Part 1 of 3
/You’ve probably heard the saying, “Genius is 1 percent inspiration and 99 percent perspiration.” While there’s something to be said about the need for both, I believe it’s essential — and healing! — to give more attention to the “inspiration” aspect.
When you’re inspired, it’s as if something is going ahead of you, leading the way, and you are 100 percent committed to going with it. You feel connected to something larger, deeper, truer, beyond your usual way of seeing life; you get to interact with an aspect of your being that may lie hidden under the usual, more prosaic responsibilities and concerns.
Not only do you emerge with something tangible out of being inspired – be it a painting, a great meal, a song, a piece of writing, or (in this case) an entire book – but the process itself can be truly inspiring. Your breath changes along with the words that come, and this breathing in – this in-spir-ation – is spirit making its way into your creative life. Which is what it wants to do. Inspiration is not holding out on you; but sometimes you need to help it along.

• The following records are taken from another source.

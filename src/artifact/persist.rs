use anyhow::{Context, Result};
use appforge_common::ArtifactType;
use serde::Serialize;
use serde_json::Value;
use std::collections::BTreeMap;
use std::path::{Path, PathBuf};

use super::RunManifest;

/// `<output_dir>/.appforge/runs/<run_id>`
pub fn run_dir(output_dir: &Path, run_id: &str) -> PathBuf {
    output_dir.join(".appforge").join("runs").join(run_id)
}

/// Write a finished run to disk: `manifest.json` plus one
/// `artifacts/<type>.json` per stored artifact. Returns the run directory.
pub fn write_run(
    output_dir: &Path,
    run_id: &str,
    artifacts: &BTreeMap<ArtifactType, Value>,
    manifest: Option<&RunManifest>,
) -> Result<PathBuf> {
    let dir = run_dir(output_dir, run_id);
    let artifact_dir = dir.join("artifacts");
    std::fs::create_dir_all(&artifact_dir)
        .with_context(|| format!("Failed to create run directory {}", artifact_dir.display()))?;

    for (artifact_type, data) in artifacts {
        write_json(&artifact_dir.join(format!("{}.json", artifact_type)), data)?;
    }
    if let Some(manifest) = manifest {
        write_json(&dir.join("manifest.json"), manifest)?;
    }

    tracing::debug!(run_id, dir = %dir.display(), artifacts = artifacts.len(), "run persisted");
    Ok(dir)
}

fn write_json<T: Serialize + ?Sized>(path: &Path, value: &T) -> Result<()> {
    let content = serde_json::to_string_pretty(value)
        .with_context(|| format!("Failed to serialize {}", path.display()))?;
    std::fs::write(path, content).with_context(|| format!("Failed to write {}", path.display()))
}

/// Read back a manifest written by [`write_run`].
pub fn read_manifest(run_dir: &Path) -> Result<RunManifest> {
    let path = run_dir.join("manifest.json");
    let content = std::fs::read_to_string(&path)
        .with_context(|| format!("Failed to read {}", path.display()))?;
    serde_json::from_str(&content).with_context(|| format!("Invalid manifest {}", path.display()))
}
use appforge_common::{ArtifactType, RunStatus};
use chrono::{DateTime, Utc};
use serde::{Deserialize, Serialize};
use serde_json::Value;

/// One stored artifact as recorded in the manifest.
#[derive(Debug, Clone, PartialEq, Serialize, Deserialize)]
pub struct ManifestEntry {
    pub artifact_type: ArtifactType,
    pub version: u32,
    pub created_by: String,
    pub updated_at: DateTime<Utc>,
    pub digest: String,
}

/// Summary record of a run's artifact set and outcome.
#[derive(Debug, Clone, PartialEq, Serialize, Deserialize)]
pub struct RunManifest {
    pub run_id: String,
    #[serde(default, skip_serializing_if = "Option::is_none")]
    pub project_name: Option<String>,
    pub status: RunStatus,
    pub created_at: DateTime<Utc>,
    #[serde(default, skip_serializing_if = "Option::is_none")]
    pub finished_at: Option<DateTime<Utc>>,
    pub artifacts: Vec<ManifestEntry>,
}

impl RunManifest {
    pub fn with_project_name(mut self, name: &str) -> Self {
        self.project_name = Some(name.to_string());
        self
    }

    pub fn artifact_types(&self) -> Vec<ArtifactType> {
        self.artifacts.iter().map(|e| e.artifact_type).collect()
    }

    pub fn entry(&self, artifact_type: ArtifactType) -> Option<&ManifestEntry> {
        self.artifacts
            .iter()
            .find(|e| e.artifact_type == artifact_type)
    }

    pub fn to_value(&self) -> serde_json::Result<Value> {
        serde_json::to_value(self)
    }
}
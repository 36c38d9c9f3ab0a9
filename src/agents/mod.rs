//! Collaborator seams for the agents that do the actual work.
//!
//! The pipeline never looks inside an agent. It hands an [`AgentContext`]
//! holding the artifacts the agent's contract allows it to read, and gets a
//! JSON payload back. Anything can sit behind these traits: an LLM-backed
//! persona, a template engine, or the deterministic [`OfflineAgents`].

pub mod offline;

pub use offline::OfflineAgents;

use anyhow::Result;
use appforge_common::{ArtifactType, Issue};
use async_trait::async_trait;
use serde_json::Value;
use std::collections::BTreeMap;
use std::path::PathBuf;
use tokio_util::sync::CancellationToken;

/// Everything an agent gets to see for one stage.
#[derive(Debug, Clone)]
pub struct AgentContext {
    pub run_id: String,
    pub prompt: String,
    pub project_name: String,
    pub output_dir: PathBuf,
    /// Artifacts the agent's contract lets it read, as stored so far.
    pub inputs: BTreeMap<ArtifactType, Value>,
    /// Cancelled when the run is aborted; long-running agents should watch it.
    pub cancel: CancellationToken,
}

impl AgentContext {
    pub fn input(&self, artifact_type: ArtifactType) -> Option<&Value> {
        self.inputs.get(&artifact_type)
    }
}

/// Produces artifact payloads.
#[async_trait]
pub trait AgentInvoker: Send + Sync {
    /// Produce the `artifact_type` payload on behalf of `agent_id`.
    async fn run_agent_to_artifact(
        &self,
        agent_id: &str,
        artifact_type: ArtifactType,
        ctx: &AgentContext,
    ) -> Result<Value>;
}

/// Writes source files for the stored specs into the output directory.
#[async_trait]
pub trait ImplementationAgents: Send + Sync {
    async fn run_implementation_agents(&self, ctx: &AgentContext) -> Result<()>;

    /// Rework the generated sources to address `issues`.
    ///
    /// Defaults to a full re-run of the implementation agents.
    async fn repair(&self, ctx: &AgentContext, issues: &[Issue]) -> Result<()> {
        tracing::debug!(
            run_id = %ctx.run_id,
            issues = issues.len(),
            "repair falls back to re-running implementation"
        );
        self.run_implementation_agents(ctx).await
    }
}
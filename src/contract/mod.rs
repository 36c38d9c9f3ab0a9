//! Agent contracts and their enforcement.
//!
//! - [`registry`]: the static table of per-agent inputs, outputs and ownership
//! - [`schema`]: required payload shape per artifact type
//! - [`enforcer`]: validation and ownership checks applied before every write
//!
//! ## Example
//!
//! ```
//! use appforge::contract::{ContractEnforcer, ContractRegistry, agent_ids};
//! use appforge_common::ArtifactType;
//!
//! let enforcer = ContractEnforcer::new(ContractRegistry::builtin());
//!
//! // Only the owner may overwrite an existing PRD.
//! assert!(enforcer.enforce_ownership(agent_ids::PRODUCT_MANAGER, ArtifactType::Prd, true).is_ok());
//! assert!(enforcer.enforce_ownership(agent_ids::ARCHITECT, ArtifactType::Prd, true).is_err());
//! ```

pub mod enforcer;
pub mod registry;
pub mod schema;

pub use enforcer::ContractEnforcer;
pub use registry::{AgentContract, ArtifactRequirement, ContractRegistry, agent_ids};
pub use schema::{ArtifactSchema, FieldKind, FieldSpec};
impl PipelineConfig {
    pub fn new(prompt: &str, project_name: &str, output_dir: impl Into<PathBuf>) -> Self {
        Self {
            prompt: prompt.to_string(),
            project_name: project_name.to_string(),
            output_dir: output_dir.into(),
            max_repair_attempts: None,
        }
    }

    pub fn with_max_repair_attempts(mut self, attempts: u32) -> Self {
        self.max_repair_attempts = Some(attempts);
        self
    }
}

/// Behaviour knobs not part of the run's identity.
#[derive(Debug, Clone, Copy, PartialEq, Eq)]
pub struct PipelineOptions {
    /// Raise an escalation error when repair is exhausted. Otherwise the run
    /// still fails, but with a plain gate failure.
    pub escalate_on_failure: bool,
    /// Limit on each agent call. `None` waits indefinitely.
    pub stage_timeout: Option<Duration>,
}

impl Default for PipelineOptions {
    fn default() -> Self {
        Self {
            escalate_on_failure: true,
            stage_timeout: None,
        }
    }
}

/// Outcome of a run, successful or not.
#[derive(Debug, Clone, Serialize)]
pub struct PipelineResult {
    pub success: bool,
    pub run_id: String,
    /// Every artifact stored during the run, including partial results.
    pub artifacts: BTreeMap<ArtifactType, Value>,
    pub manifest: Option<RunManifest>,
    #[serde(skip_serializing_if = "Option::is_none")]
    pub error: Option<String>,
}

impl PipelineResult {
    pub fn status(&self) -> RunStatus {
        if self.success {
            RunStatus::Complete
        } else {
            RunStatus::Failed
        }
    }
}

enum RepairMode {
    /// Re-run implementation and the failed checks.
    Reimplement,
    Custom(Arc<dyn RepairStrategy>),
    Disabled,
}

/// Sequences the stages of a run.
///
/// One orchestrator can drive any number of runs, concurrently or not; each
/// run gets its own store and repair controller.
pub struct PipelineOrchestrator {
    registry: Arc<ContractRegistry>,
    enforcer: ContractEnforcer,
    agents: Arc<dyn AgentInvoker>,
    implementation: Arc<dyn ImplementationAgents>,
    verifier: Arc<VerificationOrchestrator>,
    repair: RepairMode,
    options: PipelineOptions,
    event_tx: Option<EventSender>,
}
#[async_trait]
impl RepairStrategy for ReimplementAndRecheck {
    async fn attempt_repair(&self, request: &RepairRequest) -> Result<VerificationResult> {
        let mut agent_ctx = self.agent_ctx.clone();
        agent_ctx.cancel = request.cancel.clone();
        self.agents.repair(&agent_ctx, &request.blocking).await?;

        let check_ctx = self.check_ctx.clone().with_cancel(request.cancel.clone());
        let mut recheck: Vec<CheckKind> = request.verification.failed_checks();
        // Rewritten sources can introduce secrets even where the scan passed.
        if self.verifier.kinds().contains(&CheckKind::SecurityScan)
            && !recheck.contains(&CheckKind::SecurityScan)
        {
            recheck.push(CheckKind::SecurityScan);
        }
        let mut merged = request.verification.clone();
        for kind in recheck {
            let result = self.verifier.run_check(kind, &check_ctx).await?;
            tracing::debug!(check = %kind, status = %result.status, "re-ran check after repair");
            merged = merged.merge_check(result);
        }
        Ok(merged)
    }
}

#[derive(Debug, Clone, Copy, PartialEq, Eq, Default, Serialize, Deserialize)]
#[serde(tag = "state", rename_all = "snake_case")]
pub enum RepairState {
    #[default]
    Idle,
    Repairing {
        attempt: u32,
    },
    Repaired {
        attempts: u32,
    },
    Escalated {
        attempts: u32,
    },
}

impl RepairState {
    pub fn is_terminal(&self) -> bool {
        matches!(self, Self::Repaired { .. } | Self::Escalated { .. })
    }
}

/// Result of a repair loop that did not escalate.
#[derive(Debug, Clone)]
pub struct RepairOutcome {
    pub success: bool,
    /// Strategy invocations made.
    pub attempts: u32,
    /// The verification the decision was made on.
    pub verification: VerificationResult,
    pub gate: GateResult,
}

#[derive(Debug, Clone)]
pub struct RepairController {
    max_retries: u32,
    escalate_on_failure: bool,
    state: RepairState,
    event_tx: Option<EventSender>,
}

impl Default for RepairController {
    fn default() -> Self {
        Self::new(DEFAULT_MAX_RETRIES)
    }
}

impl RepairController {
    pub fn new(max_retries: u32) -> Self {
        Self {
            max_retries,
            escalate_on_failure: true,
            state: RepairState::Idle,
            event_tx: None,
        }
    }

    pub fn with_escalate_on_failure(mut self, escalate: bool) -> Self {
        self.escalate_on_failure = escalate;
        self
    }

    pub fn with_event_channel(mut self, tx: EventSender) -> Self {
        self.event_tx = Some(tx);
        self
    }

    pub fn max_retries(&self) -> u32 {
        self.max_retries
    }

    pub fn state(&self) -> RepairState {
        self.state
    }

    /// Drive `strategy` until the gate passes or retries run out.
    ///
    /// A passing `gate` returns immediately without touching the strategy.
    /// Strategy errors are logged and count as a failed attempt. Without a
    /// strategy no attempt is made and the loop goes straight to exhaustion.
    pub async fn repair_until_pass_or_escalate(
        &mut self,
        gate: &GateResult,
        verification: &VerificationResult,
        strategy: Option<&dyn RepairStrategy>,
        cancel: &CancellationToken,
    ) -> Result<RepairOutcome, PipelineError> {
        if gate.is_pass() {
            self.state = RepairState::Repaired { attempts: 0 };
            return Ok(RepairOutcome {
                success: true,
                attempts: 0,
                verification: verification.clone(),
                gate: gate.clone(),
            });
        }

        let mut current_verification = verification.clone();
        let mut current_gate = gate.clone();
        let mut attempts = 0;

        match strategy {
            Some(strategy) => {
                for attempt in 1..=self.max_retries {
                    if cancel.is_cancelled() {
                        return Err(PipelineError::Cancelled {
                            stage: Stage::Verification,
                        });
                    }

                    self.state = RepairState::Repairing { attempt };
                    attempts = attempt;
                    tracing::info!(
                        attempt,
                        max_attempts = self.max_retries,
                        blocking = current_gate.blocking.len(),
                        "attempting repair"
                    );
                    emit(
                        &self.event_tx,
                        PipelineEvent::RepairAttempt {
                            attempt,
                            max_attempts: self.max_retries,
                        },
                    )
                    .await;

                    let request = RepairRequest {
                        attempt,
                        max_attempts: self.max_retries,
                        blocking: current_gate.blocking.clone(),
                        verification: current_verification.clone(),
                        cancel: cancel.child_token(),
                    };

                    let outcome = tokio::select! {
                        biased;
                        _ = cancel.cancelled() => {
                            return Err(PipelineError::Cancelled { stage: Stage::Verification });
                        }
                        outcome = strategy.attempt_repair(&request) => outcome,
                    };

                    let reason = match outcome {
                        Ok(result) => {
                            let next_gate = gate_from_verification(&result);
                            current_verification = result;
                            if next_gate.is_pass() {
                                tracing::info!(attempt, "repair succeeded");
                                self.state = RepairState::Repaired { attempts: attempt };
                                return Ok(RepairOutcome {
                                    success: true,
                                    attempts: attempt,
                                    verification: current_verification,
                                    gate: next_gate,
                                });
                            }
                            let reason = next_gate.message.clone();
                            current_gate = next_gate;
                            reason
                        }
                        Err(e) => {
                            tracing::warn!(attempt, error = %e, "repair attempt errored");
                            format!("{:#}", e)
                        }
                    };
                    emit(
                        &self.event_tx,
                        PipelineEvent::RepairAttemptFailed { attempt, reason },
                    )
                    .await;
                }
            }
            None => {
                tracing::warn!("gate failed and no repair strategy is configured");
            }
        }

        self.state = RepairState::Escalated { attempts };
        if self.escalate_on_failure {
            tracing::error!(
                attempts,
                blocking = current_gate.blocking.len(),
                "repair exhausted, escalating"
            );
            return Err(PipelineError::RepairEscalated {
                attempts,
                blocking: current_gate.blocking,
                verification: Box::new(current_verification),
            });
        }

        tracing::warn!(attempts, "repair exhausted");
        Ok(RepairOutcome {
            success: false,
            attempts,
            verification: current_verification,
            gate: current_gate,
        })
    }
}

Especially when writing a book, which is a long-term relationship (vs. the “quick date” of, say, a blog) – whether you are hoping to do so or are already in the midst of doing so – it’s so very important to keep inspiration alive. Otherwise you’ll begin with a bang and end with, as they say, a whimper. Why subject yourself to that?
Inspiration is essential at the start of writing your book, but equally so throughout. Just because you’re midstream with your creation doesn’t mean your inspiration has flown the coop. You just need to return to those places where it is likely to surface; or, more accurately, where you are likely to be open to it, since the spirit of inspiration is an ongoing flow that’s always available – if you know where to look for it, how to take it in, and what to do with it.
There are many ways to connect with inspiration for your book. I have 12 for you, in all:
1. Breathe with awareness.
2. Let what you love be your book’s rudder.
3. Give your book a title that inspires you.
4. See what else you love that you can hitch your wagon to, and whose gifts you can bring into your experience of writing.
5. Don’t push (the river).
6. Get back in the flow by re-reading what you already wrote.
7. Take showers with pen and paper close by.
8. Clean your house—without guilt!
9. Let your writing “cook” while you’re doing other things.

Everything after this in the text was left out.